Her father-in-law, William Newhook, who had moved to New York in the 1920s and worked with the British Mission office there during the Second World War, decided to return to Newfoundland in the 1950s, after Confederation, and in 1961 she and Warren followed, making the arduous trek from New York to St. John’s before the highway was completed, with two daughters aged three years and three months (their son arrived a few years later).

They thought they’d give it a year. But for her, St. John’s was love at first sight. “The day I arrived it was sunny and absolutely gorgeous,” she told The Telegram. “Everybody tried to assure me that’s the way the weather was in Newfoundland all the time.”
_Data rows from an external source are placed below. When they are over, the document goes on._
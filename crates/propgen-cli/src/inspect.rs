//! # Inspect Subcommand
//!
//! Prints what the property tree engine resolved for every included
//! property of one resource: lineages, generated-code prefix and
//! namespace, kind, schema type, and whether a change forces
//! replacement. Output is tab-separated by default or one JSON array
//! with `--json`.

use std::fmt;
use std::path::PathBuf;

use anyhow::{bail, Result};
use clap::Args;
use propgen_schema::{PropertyKind, Resource, SchemaType};
use serde::Serialize;

use crate::config::GeneratorConfig;
use crate::{load_prepared, SourceArgs};

/// Arguments for `propgen inspect`.
#[derive(Args, Debug)]
pub struct InspectArgs {
    /// Name of the resource to inspect.
    pub resource: String,

    /// Resource declarations to load. Defaults to `resources` from the
    /// config file.
    #[arg(short = 'r', long = "resource")]
    pub resources: Vec<PathBuf>,

    #[command(flatten)]
    pub source: SourceArgs,

    /// Emit JSON instead of tab-separated rows.
    #[arg(long)]
    pub json: bool,
}

/// Resolved view of one property.
#[derive(Debug, Clone, PartialEq, Eq, Serialize)]
pub struct PropertyReport {
    pub lineage: String,
    pub terraform_lineage: String,
    pub prefix: String,
    pub namespace: String,
    pub kind: PropertyKind,
    pub schema_type: SchemaType,
    pub force_new: bool,
}

impl fmt::Display for PropertyReport {
    fn fmt(&self, f: &mut fmt::Formatter<'_>) -> fmt::Result {
        write!(
            f,
            "{}\t{}\t{}\t{}\t{}\t{}\t{}",
            self.lineage,
            self.terraform_lineage,
            self.prefix,
            self.namespace,
            self.kind,
            self.schema_type,
            if self.force_new { "force_new" } else { "-" }
        )
    }
}

/// Reports for every included property of a prepared resource, parents
/// before children.
pub fn property_reports(resource: &Resource) -> Vec<PropertyReport> {
    resource
        .included_properties()
        .into_iter()
        .map(|id| PropertyReport {
            lineage: resource.lineage(id),
            terraform_lineage: resource.terraform_lineage(id),
            prefix: resource.prefix(id).to_string(),
            namespace: resource.namespace_property(id),
            kind: resource.node(id).resolved_kind(),
            schema_type: resource.schema_type(id),
            force_new: resource.is_force_new(id),
        })
        .collect()
}

pub fn run_inspect(args: &InspectArgs, config: &GeneratorConfig) -> Result<u8> {
    let Some(product) = load_prepared(config, &args.source, &args.resources)? else {
        return Ok(1);
    };
    let Some(resource) = product.resource(&args.resource) else {
        bail!(
            "resource {} not found in product {}",
            args.resource,
            product.metadata().name
        );
    };
    if resource.exclude {
        println!(
            "{} is not available at {}",
            resource.resource_name(),
            args.source.version(config)
        );
        return Ok(1);
    }

    let reports = property_reports(resource);
    if args.json {
        println!("{}", serde_json::to_string_pretty(&reports)?);
    } else {
        for report in &reports {
            println!("{report}");
        }
    }
    tracing::info!(
        resource = %resource.resource_name(),
        properties = reports.len(),
        "inspected resource"
    );
    Ok(0)
}
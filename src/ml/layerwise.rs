// ============================================================
// Layer 5 — Layer Aggregator
// ============================================================
// Turns the encoder's per-layer token states into the single
// [batch, seq_len, hidden] tensor the pooler consumes.
//
//   LayerSelector::Mix      → LayerwiseAttention (learned mix)
//   LayerSelector::Fixed(i) → all_layers[i], verbatim
//
// Learned mix (scalar mix over layers):
//   s     = softmax(w)              one weight per layer
//   mix   = γ · Σ_i s_i · LN_mask(h_i)
// LN_mask normalises each layer with mean/variance taken over all
// unmasked elements of the batch. In training, layer dropout sets
// a dropped weight to -1e20 before the softmax.

use burn::{
    module::Param,
    prelude::*,
    tensor::{activation, Distribution},
};

use crate::domain::error::{ModelError, ModelResult};

const DROPPED_WEIGHT: f32 = -1.0e20;
const NORM_EPS: f64 = 1e-12;

#[derive(Config, Debug)]
pub struct LayerwiseAttentionConfig {
    pub num_layers: usize,
    #[config(default = 0.1)]
    pub dropout:    f64,
    #[config(default = true)]
    pub layer_norm: bool,
}

impl LayerwiseAttentionConfig {
    pub fn init<B: Backend>(&self, device: &B::Device) -> LayerwiseAttention<B> {
        LayerwiseAttention {
            scalar_parameters: Param::from_tensor(Tensor::zeros([self.num_layers], device)),
            gamma:             Param::from_tensor(Tensor::ones([1], device)),
            dropout:           self.dropout,
            layer_norm:        self.layer_norm,
        }
    }
}

#[derive(Module, Debug)]
pub struct LayerwiseAttention<B: Backend> {
    pub scalar_parameters: Param<Tensor<B, 1>>,
    pub gamma:             Param<Tensor<B, 1>>,
    pub dropout:           f64,
    pub layer_norm:        bool,
}

impl<B: Backend> LayerwiseAttention<B> {
    /// `mask`: [batch, seq_len], 1 for real tokens.
    pub fn forward(&self, layers: &[Tensor<B, 3>], mask: Tensor<B, 2, Int>) -> ModelResult<Tensor<B, 3>> {
        let weights = self.scalar_parameters.val();
        let [num_weights] = weights.dims();
        if layers.len() != num_weights {
            return Err(ModelError::InvalidConfiguration(format!(
                "layerwise attention expects {num_weights} layers, encoder produced {}",
                layers.len()
            )));
        }

        let weights = if B::ad_enabled() && self.dropout > 0.0 {
            let draw = Tensor::<B, 1>::random([num_weights], Distribution::Uniform(0.0, 1.0), &weights.device());
            weights.mask_fill(draw.lower_equal_elem(self.dropout), DROPPED_WEIGHT)
        } else {
            weights
        };
        let normed_weights = activation::softmax(weights, 0);

        let [batch_size, seq_len] = mask.dims();
        let mask = mask.float().reshape([batch_size, seq_len, 1]);

        let mut mixed: Option<Tensor<B, 3>> = None;
        for (i, layer) in layers.iter().enumerate() {
            let layer = if self.layer_norm {
                masked_layer_norm(layer.clone(), mask.clone())
            } else {
                layer.clone()
            };
            let w = normed_weights.clone().slice([i..i + 1]).reshape([1, 1, 1]);
            let piece = layer * w;
            mixed = Some(match mixed {
                Some(acc) => acc + piece,
                None => piece,
            });
        }

        let gamma = self.gamma.val().reshape([1, 1, 1]);
        mixed
            .map(|m| m * gamma)
            .ok_or_else(|| ModelError::InvalidConfiguration("encoder produced no layers".to_string()))
    }
}

/// Layer norm over the unmasked elements of the whole batch.
/// `mask`: [batch, seq_len, 1] of 0.0 / 1.0.
fn masked_layer_norm<B: Backend>(tensor: Tensor<B, 3>, mask: Tensor<B, 3>) -> Tensor<B, 3> {
    let [_, _, hidden] = tensor.dims();
    let count = mask.clone().sum().mul_scalar(hidden as f64).clamp_min(1.0);

    let mean = (tensor.clone() * mask.clone()).sum() / count.clone();
    let mean = mean.reshape([1, 1, 1]);
    let centered = tensor - mean;

    let masked = centered.clone() * mask;
    let variance = (masked.clone() * masked).sum() / count;
    let std = variance.add_scalar(NORM_EPS).sqrt().reshape([1, 1, 1]);

    centered / std
}

/// Pick the token states the pooler works on.
pub fn select_layer<B: Backend>(
    layerwise:  Option<&LayerwiseAttention<B>>,
    fixed:      Option<i64>,
    all_layers: &[Tensor<B, 3>],
    mask:       Tensor<B, 2, Int>,
) -> ModelResult<Tensor<B, 3>> {
    if let Some(mix) = layerwise {
        return mix.forward(all_layers, mask);
    }
    match fixed {
        Some(index) if index >= 0 && (index as usize) < all_layers.len() => {
            Ok(all_layers[index as usize].clone())
        }
        Some(index) => Err(ModelError::InvalidConfiguration(format!(
            "invalid model layer {index} (encoder has {} layers)",
            all_layers.len()
        ))),
        None => Err(ModelError::InvalidConfiguration(
            "layer 'mix' selected but no layerwise attention was built".to_string(),
        )),
    }
}
// ============================================================
// Layer 6 — Tokenizer Store
// ============================================================
// Builds, saves and loads the tokenizer that turns sentences
// into encoder ids.
//
// Without a pretrained model a word-level vocabulary is built
// from the training texts. The tokenizer JSON is written by
// hand and loaded back, which sidesteps the trainer type
// mismatch in tokenizers 0.15.
//
// Word counts come from the same BertNormalizer + Whitespace
// components the tokenizer encodes with (lowercase, accents
// stripped, CJK chars split), so every training word maps to
// its own id rather than [UNK].
//
// Special tokens take the lowest ids so every id stays below
// the encoder's vocab_size:
//   [PAD]=0  [UNK]=1  [CLS]=2  [SEP]=3  [MASK]=4  words from 5
//
// Word ids follow descending frequency, ties broken
// alphabetically, so the same corpus always gives the same
// vocabulary.

use std::{
    collections::BTreeMap,
    path::{Path, PathBuf},
};

use anyhow::{Context, Result};
use tokenizers::{
    normalizers::bert::BertNormalizer,
    pre_tokenizers::whitespace::Whitespace,
    Normalizer, OffsetReferential, OffsetType, PreTokenizedString, PreTokenizer, Tokenizer,
};

pub const TOKENIZER_FILE: &str = "tokenizer.json";

const SPECIAL_TOKENS: [&str; 5] = ["[PAD]", "[UNK]", "[CLS]", "[SEP]", "[MASK]"];

pub struct TokenizerStore {
    dir: PathBuf,
}

impl TokenizerStore {
    pub fn new(dir: impl AsRef<Path>) -> Self {
        Self { dir: dir.as_ref().to_path_buf() }
    }

    pub fn path(&self) -> PathBuf {
        self.dir.join(TOKENIZER_FILE)
    }

    pub fn exists(&self) -> bool {
        self.path().exists()
    }

    /// Load the stored tokenizer, or build one from `texts` and store it.
    pub fn load_or_build(&self, texts: &[String], vocab_size: usize) -> Result<Tokenizer> {
        if self.exists() {
            tracing::info!("Loading existing tokenizer from '{}'", self.path().display());
            self.load()
        } else {
            tracing::info!("Building new tokenizer (vocab_size={})", vocab_size);
            let tokenizer = build_word_level(texts, vocab_size)?;
            self.save(&tokenizer)?;
            Ok(tokenizer)
        }
    }

    pub fn load(&self) -> Result<Tokenizer> {
        let path = self.path();
        Tokenizer::from_file(&path)
            .map_err(|e| anyhow::anyhow!("Cannot load tokenizer from '{}': {}", path.display(), e))
    }

    pub fn save(&self, tokenizer: &Tokenizer) -> Result<()> {
        std::fs::create_dir_all(&self.dir)
            .with_context(|| format!("Cannot create '{}'", self.dir.display()))?;
        let path = self.path();
        tokenizer
            .save(&path, true)
            .map_err(|e| anyhow::anyhow!("Cannot write tokenizer to '{}': {}", path.display(), e))?;
        tracing::debug!("Saved tokenizer to '{}'", path.display());
        Ok(())
    }
}

fn normalizer() -> BertNormalizer {
    // clean_text, handle_chinese_chars, strip_accents (None: follow lowercase), lowercase
    BertNormalizer::new(true, true, None, true)
}

/// The pieces `text` encodes to before the vocabulary lookup.
fn word_pieces(normalizer: &BertNormalizer, pre_tokenizer: &Whitespace, text: &str) -> Result<Vec<String>> {
    let mut pretokenized = PreTokenizedString::from(text);
    pretokenized
        .normalize(|s| normalizer.normalize(s))
        .map_err(|e| anyhow::anyhow!("Cannot normalize '{text}': {e}"))?;
    pre_tokenizer
        .pre_tokenize(&mut pretokenized)
        .map_err(|e| anyhow::anyhow!("Cannot pre-tokenize '{text}': {e}"))?;
    Ok(pretokenized
        .get_splits(OffsetReferential::Original, OffsetType::Byte)
        .into_iter()
        .map(|(piece, _, _)| piece.to_string())
        .collect())
}

/// Word-level tokenizer over the `vocab_size - 5` most frequent pieces.
pub fn build_word_level(texts: &[String], vocab_size: usize) -> Result<Tokenizer> {
    let normalizer    = normalizer();
    let pre_tokenizer = Whitespace::default();

    let mut freq: BTreeMap<String, usize> = BTreeMap::new();
    for text in texts {
        for piece in word_pieces(&normalizer, &pre_tokenizer, text)? {
            *freq.entry(piece).or_insert(0) += 1;
        }
    }

    let mut words: Vec<(String, usize)> = freq
        .into_iter()
        .filter(|(w, _)| !SPECIAL_TOKENS.contains(&w.as_str()))
        .collect();
    words.sort_by(|a, b| b.1.cmp(&a.1).then_with(|| a.0.cmp(&b.0)));
    words.truncate(vocab_size.saturating_sub(SPECIAL_TOKENS.len()));

    let mut vocab = serde_json::Map::new();
    for (id, token) in SPECIAL_TOKENS.iter().enumerate() {
        vocab.insert(token.to_string(), serde_json::json!(id));
    }
    for (offset, (word, _)) in words.iter().enumerate() {
        vocab.insert(word.clone(), serde_json::json!(SPECIAL_TOKENS.len() + offset));
    }

    let added_tokens: Vec<serde_json::Value> = SPECIAL_TOKENS
        .iter()
        .enumerate()
        .map(|(id, token)| serde_json::json!({
            "id": id, "content": token, "single_word": false, "lstrip": false,
            "rstrip": false, "normalized": false, "special": true
        }))
        .collect();

    let tokenizer_json = serde_json::json!({
        "version": "1.0",
        "truncation": null,
        "padding": null,
        "added_tokens": added_tokens,
        "normalizer": serde_json::to_value(&normalizer)?,
        "pre_tokenizer": serde_json::to_value(&pre_tokenizer)?,
        "post_processor": null,
        "decoder": null,
        "model": {
            "type": "WordLevel",
            "vocab": vocab,
            "unk_token": "[UNK]"
        }
    });

    let bytes = serde_json::to_vec(&tokenizer_json)?;
    let tokenizer = Tokenizer::from_bytes(bytes)
        .map_err(|e| anyhow::anyhow!("Cannot build tokenizer: {e}"))?;
    tracing::info!("Tokenizer built with {} entries", SPECIAL_TOKENS.len() + words.len());
    Ok(tokenizer)
}

// ─── Unit Tests ───────────────────────────────────────────────────────────────
#[cfg(test)]
mod tests {
    use super::*;

    #[test]
    fn test_special_ids_and_frequency_order() {
        let texts = vec!["b a b".to_string(), "c b a".to_string()];
        let tok = build_word_level(&texts, 32).unwrap();
        assert_eq!(tok.token_to_id("[PAD]"), Some(0));
        assert_eq!(tok.token_to_id("[CLS]"), Some(2));
        assert_eq!(tok.token_to_id("[SEP]"), Some(3));
        assert_eq!(tok.token_to_id("b"), Some(5));
        assert_eq!(tok.token_to_id("a"), Some(6));
        assert_eq!(tok.token_to_id("c"), Some(7));
    }

    #[test]
    fn test_vocab_is_capped() {
        let texts = vec!["one two three four five six".to_string()];
        let tok = build_word_level(&texts, 7).unwrap();
        assert_eq!(tok.get_vocab_size(true), 7);
    }

    #[test]
    fn test_unknown_words_map_to_unk() {
        let tok = build_word_level(&["Hello world".to_string()], 32).unwrap();
        let ids = tok.encode("hello mars", false).unwrap().get_ids().to_vec();
        assert_eq!(ids, vec![tok.token_to_id("hello").unwrap(), 1]);
    }

    #[test]
    fn test_punctuation_is_split() {
        let got = word_pieces(&normalizer(), &Whitespace::default(), "Hello, World!").unwrap();
        assert_eq!(got, vec!["hello", ",", "world", "!"]);
    }

    #[test]
    fn test_accented_and_cjk_words_get_their_own_ids() {
        let texts = vec!["Café über Straße".to_string(), "東京 naïve".to_string()];
        let tok = build_word_level(&texts, 32).unwrap();
        let unk = tok.token_to_id("[UNK]").unwrap();
        for text in &texts {
            let ids = tok.encode(text.as_str(), false).unwrap().get_ids().to_vec();
            assert!(!ids.is_empty());
            assert!(!ids.contains(&unk), "{text} -> {ids:?}");
        }
        assert!(tok.token_to_id("cafe").is_some());
    }

    #[test]
    fn test_save_and_load() {
        let dir = tempfile::tempdir().unwrap();
        let store = TokenizerStore::new(dir.path());
        assert!(!store.exists());
        let built = store.load_or_build(&["x y z".to_string()], 16).unwrap();
        assert!(store.exists());
        let loaded = store.load().unwrap();
        assert_eq!(loaded.token_to_id("y"), built.token_to_id("y"));
    }
}
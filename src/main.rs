#![recursion_limit = "256"]

mod cli;
mod application;
mod domain;
mod data;
mod ml;
mod infra;

use anyhow::Result;
use cli::Cli;
use clap::Parser;

fn main() -> Result<()> {
    tracing_subscriber::fmt()
        .with_env_filter(
            tracing_subscriber::EnvFilter::from_default_env()
                .add_directive("qe_estimator=info".parse()?),
        )
        .init();

    let cli = Cli::parse();
    cli.run()
}
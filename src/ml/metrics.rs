// ============================================================
// Layer 5 — Metrics Aggregator
// ============================================================
// Accumulates (prediction, target) pairs across validation
// batches and reduces them to correlation statistics once per
// epoch.
//
//   update  — append a batch of pairs
//   compute — pure: reads the accumulated pairs, never mutates
//   reset   — clear, ready for the next epoch
//
// Two independent accumulators exist per run, one for the
// train subset (overfit monitor, prefix "train") and one for
// the validation set (prefix "val"). They never share storage.
//
// Reported per accumulator:
//   {prefix}_pearson   linear correlation
//   {prefix}_spearman  Pearson over average ranks
//   {prefix}_kendall   tau-b (tie-corrected)
// With fewer than two pairs every value is NaN.

use std::collections::BTreeMap;

// ─── Stream ───────────────────────────────────────────────────────────────────
/// Which held-out stream a validation batch came from.
#[derive(Debug, Clone, Copy, PartialEq, Eq)]
pub enum Stream {
    TrainSubset = 0,
    Validation  = 1,
}

impl Stream {
    pub fn prefix(&self) -> &'static str {
        match self {
            Stream::TrainSubset => "train",
            Stream::Validation  => "val",
        }
    }
}

// ─── RegressionMetrics ────────────────────────────────────────────────────────
#[derive(Debug, Clone)]
pub struct RegressionMetrics {
    prefix:  String,
    preds:   Vec<f64>,
    targets: Vec<f64>,
}

impl RegressionMetrics {
    pub fn new(prefix: impl Into<String>) -> Self {
        Self { prefix: prefix.into(), preds: Vec::new(), targets: Vec::new() }
    }

    pub fn prefix(&self) -> &str {
        &self.prefix
    }

    /// Pairs are matched by position; a length mismatch keeps the shorter.
    pub fn update(&mut self, preds: &[f32], targets: &[f32]) {
        for (p, t) in preds.iter().zip(targets) {
            self.preds.push(*p as f64);
            self.targets.push(*t as f64);
        }
    }

    pub fn len(&self) -> usize {
        self.preds.len()
    }

    pub fn is_empty(&self) -> bool {
        self.preds.is_empty()
    }

    pub fn compute(&self) -> BTreeMap<String, f64> {
        let mut out = BTreeMap::new();
        out.insert(format!("{}_pearson", self.prefix), pearson(&self.preds, &self.targets));
        out.insert(format!("{}_spearman", self.prefix), spearman(&self.preds, &self.targets));
        out.insert(format!("{}_kendall", self.prefix), kendall_tau_b(&self.preds, &self.targets));
        out
    }

    pub fn reset(&mut self) {
        self.preds.clear();
        self.targets.clear();
    }
}

// ─── DualStreamMetrics ────────────────────────────────────────────────────────
#[derive(Debug, Clone)]
pub struct DualStreamMetrics {
    streams: [RegressionMetrics; 2],
}

impl Default for DualStreamMetrics {
    fn default() -> Self {
        Self::new()
    }
}

impl DualStreamMetrics {
    pub fn new() -> Self {
        Self {
            streams: [
                RegressionMetrics::new(Stream::TrainSubset.prefix()),
                RegressionMetrics::new(Stream::Validation.prefix()),
            ],
        }
    }

    pub fn get(&self, stream: Stream) -> &RegressionMetrics {
        &self.streams[stream as usize]
    }

    pub fn update(&mut self, stream: Stream, preds: &[f32], targets: &[f32]) {
        self.streams[stream as usize].update(preds, targets);
    }

    /// Both accumulators' values, merged. Prefixes keep the keys disjoint.
    pub fn compute_all(&self) -> BTreeMap<String, f64> {
        self.streams.iter().flat_map(|m| m.compute()).collect()
    }

    pub fn reset(&mut self) {
        self.streams.iter_mut().for_each(RegressionMetrics::reset);
    }
}

// ─── Statistics ───────────────────────────────────────────────────────────────
pub fn pearson(x: &[f64], y: &[f64]) -> f64 {
    let n = x.len().min(y.len());
    if n < 2 {
        return f64::NAN;
    }
    let mean_x = x[..n].iter().sum::<f64>() / n as f64;
    let mean_y = y[..n].iter().sum::<f64>() / n as f64;

    let (mut cov, mut var_x, mut var_y) = (0.0, 0.0, 0.0);
    for (a, b) in x.iter().zip(y).take(n) {
        let dx = a - mean_x;
        let dy = b - mean_y;
        cov   += dx * dy;
        var_x += dx * dx;
        var_y += dy * dy;
    }
    let denom = (var_x * var_y).sqrt();
    if denom == 0.0 { f64::NAN } else { cov / denom }
}

pub fn spearman(x: &[f64], y: &[f64]) -> f64 {
    let n = x.len().min(y.len());
    if n < 2 {
        return f64::NAN;
    }
    pearson(&average_ranks(&x[..n]), &average_ranks(&y[..n]))
}

/// 1-based ranks; tied values share the mean of the ranks they span.
fn average_ranks(values: &[f64]) -> Vec<f64> {
    let mut order: Vec<usize> = (0..values.len()).collect();
    order.sort_by(|&a, &b| values[a].total_cmp(&values[b]));

    let mut ranks = vec![0.0; values.len()];
    let mut i = 0;
    while i < order.len() {
        let mut j = i;
        while j + 1 < order.len() && values[order[j + 1]] == values[order[i]] {
            j += 1;
        }
        let rank = (i + j) as f64 / 2.0 + 1.0;
        for &idx in &order[i..=j] {
            ranks[idx] = rank;
        }
        i = j + 1;
    }
    ranks
}

pub fn kendall_tau_b(x: &[f64], y: &[f64]) -> f64 {
    let n = x.len().min(y.len());
    if n < 2 {
        return f64::NAN;
    }
    let (mut concordant, mut discordant) = (0i64, 0i64);
    let (mut ties_x, mut ties_y) = (0i64, 0i64);
    for i in 0..n {
        for j in (i + 1)..n {
            let dx = x[i] - x[j];
            let dy = y[i] - y[j];
            match (dx == 0.0, dy == 0.0) {
                (true, true)   => {}
                (true, false)  => ties_x += 1,
                (false, true)  => ties_y += 1,
                (false, false) => {
                    if (dx > 0.0) == (dy > 0.0) { concordant += 1 } else { discordant += 1 }
                }
            }
        }
    }
    let n_x = (concordant + discordant + ties_x) as f64;
    let n_y = (concordant + discordant + ties_y) as f64;
    let denom = (n_x * n_y).sqrt();
    if denom == 0.0 { f64::NAN } else { (concordant - discordant) as f64 / denom }
}

// ─── Unit Tests ───────────────────────────────────────────────────────────────
#[cfg(test)]
mod tests {
    use super::*;

    fn close(a: f64, b: f64) -> bool {
        (a - b).abs() < 1e-9
    }

    #[test]
    fn test_two_pair_accumulation_then_reset() {
        let mut metrics = DualStreamMetrics::new();
        metrics.update(Stream::Validation, &[0.3, 0.7], &[0.2, 0.8]);

        let values = metrics.compute_all();
        assert!(close(values["val_pearson"], 1.0));
        assert!(close(values["val_spearman"], 1.0));
        assert!(close(values["val_kendall"], 1.0));
        assert!(values["train_pearson"].is_nan());

        metrics.reset();
        let values = metrics.compute_all();
        assert!(values["val_pearson"].is_nan());
        assert_eq!(metrics.get(Stream::Validation).len(), 0);
    }

    #[test]
    fn test_streams_are_isolated() {
        let mut metrics = DualStreamMetrics::new();
        metrics.update(Stream::TrainSubset, &[1.0, 2.0, 3.0], &[3.0, 2.0, 1.0]);
        metrics.update(Stream::Validation, &[1.0, 2.0, 3.0], &[1.0, 2.0, 3.0]);

        assert_eq!(metrics.get(Stream::TrainSubset).len(), 3);
        assert_eq!(metrics.get(Stream::Validation).len(), 3);

        let values = metrics.compute_all();
        assert!(close(values["train_pearson"], -1.0));
        assert!(close(values["val_pearson"], 1.0));
        assert_eq!(values.len(), 6);
    }

    #[test]
    fn test_compute_is_pure() {
        let mut m = RegressionMetrics::new("val");
        m.update(&[0.1, 0.4, 0.2], &[0.0, 1.0, 0.5]);
        let first = m.compute();
        let second = m.compute();
        assert_eq!(first, second);
        assert_eq!(m.len(), 3);
    }

    #[test]
    fn test_single_pair_is_nan() {
        let mut m = RegressionMetrics::new("val");
        m.update(&[0.5], &[0.5]);
        assert!(m.compute().values().all(|v| v.is_nan()));
    }

    #[test]
    fn test_rank_statistics_with_ties() {
        assert_eq!(average_ranks(&[10.0, 20.0, 10.0, 30.0]), vec![1.5, 3.0, 1.5, 4.0]);

        // Monotone but non-linear: rank statistics are perfect, Pearson is not.
        let x = [1.0, 2.0, 3.0, 4.0];
        let y = [1.0, 4.0, 9.0, 100.0];
        assert!(close(spearman(&x, &y), 1.0));
        assert!(close(kendall_tau_b(&x, &y), 1.0));
        assert!(pearson(&x, &y) < 1.0);
    }

    #[test]
    fn test_constant_series_is_nan() {
        assert!(pearson(&[1.0, 1.0, 1.0], &[0.0, 1.0, 2.0]).is_nan());
    }
}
Still, there were adjustments.

She had brought a slip of yellow-flowered forsythia bush, which is the city flower of Brooklyn. Due to Newfoundland’s climate, each spring was a test of patience waiting for it to bloom, weeks or even months behind its Brooklyn counterparts.

“She also cooked a wide range of different foods that were everyday to her but unusual for meat-and-potatoes 1960s St. John’s, like spaghetti and meatballs,” Susan said.

But these small differences were outweighed by big pluses for the young family. They lived in a house, instead of renting an apartment, and the children could roam and play and ride their bikes. (The marriage, though, didn’t last, and she and Warren parted ways in the mid-1980s. He died last year.)

Eager to make connections, Ms. Newhook joined community organizations like the Jaycettes; performed with musical groups, including the Roland Whitten Singers; and started her column, called Over The Back Fence, with St. John’s-based The Daily News in the early 1970s. She also, with Paul Sparkes and Pamela Karasek, published What’s Happening in Newfoundland, an events periodical distributed through hotel rooms.

In 1969 she became fashion co-ordinator for the Water Street Mall, which transformed the downtown street into a temporary pedestrian mall (a much-loved initiative revived under COVID-19 restrictions). There were fashion shows, concerts and games. “It was a fascinating thing. I loved it,” Ms. Newhook told The Telegram.

She was instrumental in many organizations, including the Quidi Vidi Rennie’s River Development Foundation, where she helped launch the great rubber-duck race; the volunteer-run radio station VOWR; the Status of Women Council; and she was the first woman to join the St. John’s Rotary Club. She was much in demand as a live event host, with gigs ranging from fundraising pageants to the NTA Christmas Concerts.

“Mom was a great one for saying yes when people asked for her time,” Susan said. “She was a freelancer. I’d suggest applying for a job in management but she loved meeting lots of people, she liked having a lot of things going on.”

Along with setting such an example of energy and work ethic, she taught her children to bake and cook, and hosted wonderful Christmas parties.

Still it was a family joke that her most common saying was: “Hang on, let me get my appointment book.”

Ms. Newhook leaves her daughters, Susan and Tracey; son, Chris; and five grandchildren.